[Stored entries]

# # # # #

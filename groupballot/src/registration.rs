use crate::*;
use ed25519_dalek::PublicKey;
use indexmap::IndexSet;
use serde::{de, Deserialize, Deserializer, Serialize, Serializer};
use std::convert::TryFrom;
use std::str::FromStr;

/// A voter's identity: the ed25519 public key that signs the voter's transactions.
///
/// Ordered by its bytes, which gives every unordered pair of voters a canonical order.
#[derive(Copy, Clone, PartialEq, Eq, PartialOrd, Ord, Hash)]
pub struct VoterId(pub [u8; 32]);

impl VoterId {
    pub fn as_bytes(&self) -> &[u8; 32] {
        &self.0
    }

    pub fn to_public_key(&self) -> Result<PublicKey, Error> {
        Ok(PublicKey::from_bytes(&self.0)?)
    }
}

impl From<&PublicKey> for VoterId {
    fn from(public: &PublicKey) -> Self {
        VoterId(public.to_bytes())
    }
}

impl From<PublicKey> for VoterId {
    fn from(public: PublicKey) -> Self {
        VoterId::from(&public)
    }
}

impl TryFrom<&[u8]> for VoterId {
    type Error = Error;

    fn try_from(bytes: &[u8]) -> Result<Self, Self::Error> {
        if bytes.len() != 32 {
            return Err(Error::InvalidVoterId);
        }
        let mut id = [0; 32];
        id.copy_from_slice(bytes);
        Ok(VoterId(id))
    }
}

impl FromStr for VoterId {
    type Err = Error;

    fn from_str(s: &str) -> Result<Self, Self::Err> {
        let bytes = hex::decode(s).map_err(|_| Error::InvalidVoterId)?;
        VoterId::try_from(bytes.as_slice())
    }
}

impl std::fmt::Display for VoterId {
    fn fmt(&self, f: &mut std::fmt::Formatter) -> std::fmt::Result {
        write!(f, "{}", hex::encode(self.0))
    }
}

impl std::fmt::Debug for VoterId {
    fn fmt(&self, f: &mut std::fmt::Formatter) -> std::fmt::Result {
        write!(f, "VoterId({}..)", hex::encode(&self.0[..4]))
    }
}

impl Serialize for VoterId {
    fn serialize<S>(&self, serializer: S) -> Result<S::Ok, S::Error>
    where
        S: Serializer,
    {
        serializer.serialize_str(&self.to_string())
    }
}

impl<'de> Deserialize<'de> for VoterId {
    fn deserialize<D>(deserializer: D) -> Result<Self, D::Error>
    where
        D: Deserializer<'de>,
    {
        let s = String::deserialize(deserializer)?;
        VoterId::from_str(&s).map_err(de::Error::custom)
    }
}

/// Transaction 2: Registration
///
/// A voter joins the election. Each identity can register once; the order of registrations on
/// the ledger is the voter's registration index.
#[derive(Serialize, Deserialize, Clone, Debug)]
pub struct RegistrationTransaction {
    pub id: Identifier,
    pub election: Identifier,

    #[serde(with = "EdPublicKeyHex")]
    pub voter: PublicKey,
}

impl RegistrationTransaction {
    pub fn new(election: Identifier, voter: PublicKey) -> Self {
        RegistrationTransaction {
            id: RegistrationTransaction::build_id(election, &VoterId::from(&voter)),
            election,
            voter,
        }
    }

    pub fn build_id(election: Identifier, voter: &VoterId) -> Identifier {
        Identifier::new(election, TransactionType::Registration, voter.as_bytes())
    }

    pub fn voter_id(&self) -> VoterId {
        VoterId::from(&self.voter)
    }
}

impl Signable for RegistrationTransaction {
    fn id(&self) -> Identifier {
        self.id
    }

    fn public(&self) -> Option<PublicKey> {
        Some(self.voter)
    }

    fn inputs(&self) -> Vec<Identifier> {
        vec![self.election]
    }

    /// Validate the transaction
    ///
    /// The validation does the following:
    ///  - Validates that the election is still accepting registrations
    ///  - Validates that this voter has not registered before
    fn validate_tx<S: Store>(&self, store: &S) -> Result<(), ValidationError> {
        if self.id != RegistrationTransaction::build_id(self.election, &self.voter_id()) {
            return Err(ValidationError::MismatchedTransactionType);
        }

        let phase = store.get_phase(self.election)?;
        if phase != ElectionPhase::Registration {
            return Err(ValidationError::WrongPhase(phase));
        }

        if store.get_transaction(self.id).is_some() {
            return Err(ValidationError::AlreadyRegistered(self.voter_id()));
        }

        Ok(())
    }
}

/// The registered voters of an election, in registration order
#[derive(Clone, Debug, Default)]
pub struct VoterRegistry {
    voters: IndexSet<VoterId>,
}

impl VoterRegistry {
    /// Read the registry of an election from the ledger
    pub fn load<S: Store>(store: &S, election_id: Identifier) -> Result<Self, ValidationError> {
        store.get_election(election_id.election())?;

        let voters = store
            .get_multiple(election_id, TransactionType::Registration)
            .into_iter()
            .filter_map(|tx| match tx {
                SignedTransaction::Registration(signed) => Some(signed.voter_id()),
                _ => None,
            })
            .collect();

        Ok(VoterRegistry { voters })
    }

    pub fn len(&self) -> usize {
        self.voters.len()
    }

    pub fn is_empty(&self) -> bool {
        self.voters.is_empty()
    }

    pub fn contains(&self, voter: &VoterId) -> bool {
        self.voters.contains(voter)
    }

    /// Registration index of a voter
    pub fn index_of(&self, voter: &VoterId) -> Option<usize> {
        self.voters.get_index_of(voter)
    }

    /// Voter at a registration index
    pub fn get(&self, index: usize) -> Option<&VoterId> {
        self.voters.get_index(index)
    }

    pub fn iter(&self) -> impl Iterator<Item = &VoterId> {
        self.voters.iter()
    }

    pub fn to_vec(&self) -> Vec<VoterId> {
        self.voters.iter().copied().collect()
    }

    /// Fail with `NotRegistered` unless the voter is registered
    pub fn require(&self, voter: &VoterId) -> Result<usize, ValidationError> {
        self.index_of(voter)
            .ok_or(ValidationError::NotRegistered(*voter))
    }
}

#[cfg(test)]
mod tests {
    use super::*;

    fn new_election(store: &mut MemStore) -> Identifier {
        let (authority_secret, authority_public) = generate_keypair();
        let (_, oracle_public) = generate_keypair();
        let mut election =
            ElectionTransaction::new(authority_public, OracleConfig::new(oracle_public, 1));
        election.set_voting_options(vec!["yes".into(), "no".into()]);
        let id = election.id;
        store
            .apply(Signed::sign(&authority_secret, election).unwrap().into())
            .unwrap();
        id
    }

    #[test]
    fn test_voter_id() {
        let (_, public) = generate_keypair();
        let id = VoterId::from(&public);

        assert_eq!(id.to_public_key().unwrap(), public);
        assert_eq!(VoterId::from_str(&id.to_string()).unwrap(), id);
        assert!(VoterId::from_str("abcd").is_err());

        let json = serde_json::to_string(&id).unwrap();
        let back: VoterId = serde_json::from_str(&json).unwrap();
        assert_eq!(back, id);
    }

    #[test]
    fn test_registration_is_unique() {
        let mut store = MemStore::default();
        let election_id = new_election(&mut store);

        let (secret, public) = generate_keypair();
        let tx = Signed::sign(&secret, RegistrationTransaction::new(election_id, public)).unwrap();
        store.apply(tx.clone().into()).unwrap();

        let registry = VoterRegistry::load(&store, election_id).unwrap();
        assert_eq!(registry.len(), 1);
        assert_eq!(registry.index_of(&VoterId::from(&public)), Some(0));

        // Second registration of the same identity fails and changes nothing
        let again = Signed::sign(&secret, RegistrationTransaction::new(election_id, public)).unwrap();
        let err = store.apply(again.into()).unwrap_err();
        assert!(matches!(err, ValidationError::AlreadyRegistered(_)));
        assert_eq!(err.kind(), ErrorKind::PhaseViolation);

        let registry = VoterRegistry::load(&store, election_id).unwrap();
        assert_eq!(registry.len(), 1);
    }

    #[test]
    fn test_registration_indices_follow_ledger_order() {
        let mut store = MemStore::default();
        let election_id = new_election(&mut store);

        let mut ids = Vec::new();
        for _ in 0..4 {
            let (secret, public) = generate_keypair();
            let tx = Signed::sign(&secret, RegistrationTransaction::new(election_id, public)).unwrap();
            store.apply(tx.into()).unwrap();
            ids.push(VoterId::from(&public));
        }

        let registry = VoterRegistry::load(&store, election_id).unwrap();
        for (index, id) in ids.iter().enumerate() {
            assert_eq!(registry.index_of(id), Some(index));
            assert_eq!(registry.get(index), Some(id));
        }
        assert_eq!(registry.to_vec(), ids);

        let (_, stranger) = generate_keypair();
        assert!(matches!(
            registry.require(&VoterId::from(&stranger)),
            Err(ValidationError::NotRegistered(_))
        ));
    }

    #[test]
    fn test_registration_closes_with_commit_phase() {
        let mut store = MemStore::default();
        let (authority_secret, authority_public) = generate_keypair();
        let (_, oracle_public) = generate_keypair();
        let mut election =
            ElectionTransaction::new(authority_public, OracleConfig::new(oracle_public, 1));
        election.set_voting_options(vec!["yes".into()]);
        let election_id = election.id;
        store
            .apply(Signed::sign(&authority_secret, election).unwrap().into())
            .unwrap();

        let commit_phase =
            CommitPhaseTransaction::new(election_id, authority_public, commitment_hash(b"seed"));
        store
            .apply(Signed::sign(&authority_secret, commit_phase).unwrap().into())
            .unwrap();

        let (secret, public) = generate_keypair();
        let late = Signed::sign(&secret, RegistrationTransaction::new(election_id, public)).unwrap();
        assert!(matches!(
            store.apply(late.into()),
            Err(ValidationError::WrongPhase(ElectionPhase::Commit))
        ));
    }
}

# # # # #

TASK DIRECTIONS: Give only the lines from the one holding "let phase = store.get_phase(self.election)?;" through the one holding "store.get_election(election_id.election())?;", each restated exactly as it appears above.

RESULT OF THE TASK:
        let phase = store.get_phase(self.election)?;
        if phase != ElectionPhase::Registration {
            return Err(ValidationError::WrongPhase(phase));
        }

        if store.get_transaction(self.id).is_some() {
            return Err(ValidationError::AlreadyRegistered(self.voter_id()));
        }

        Ok(())
    }
}

/// The registered voters of an election, in registration order
#[derive(Clone, Debug, Default)]
pub struct VoterRegistry {
    voters: IndexSet<VoterId>,
}

impl VoterRegistry {
    /// Read the registry of an election from the ledger
    pub fn load<S: Store>(store: &S, election_id: Identifier) -> Result<Self, ValidationError> {
        store.get_election(election_id.election())?;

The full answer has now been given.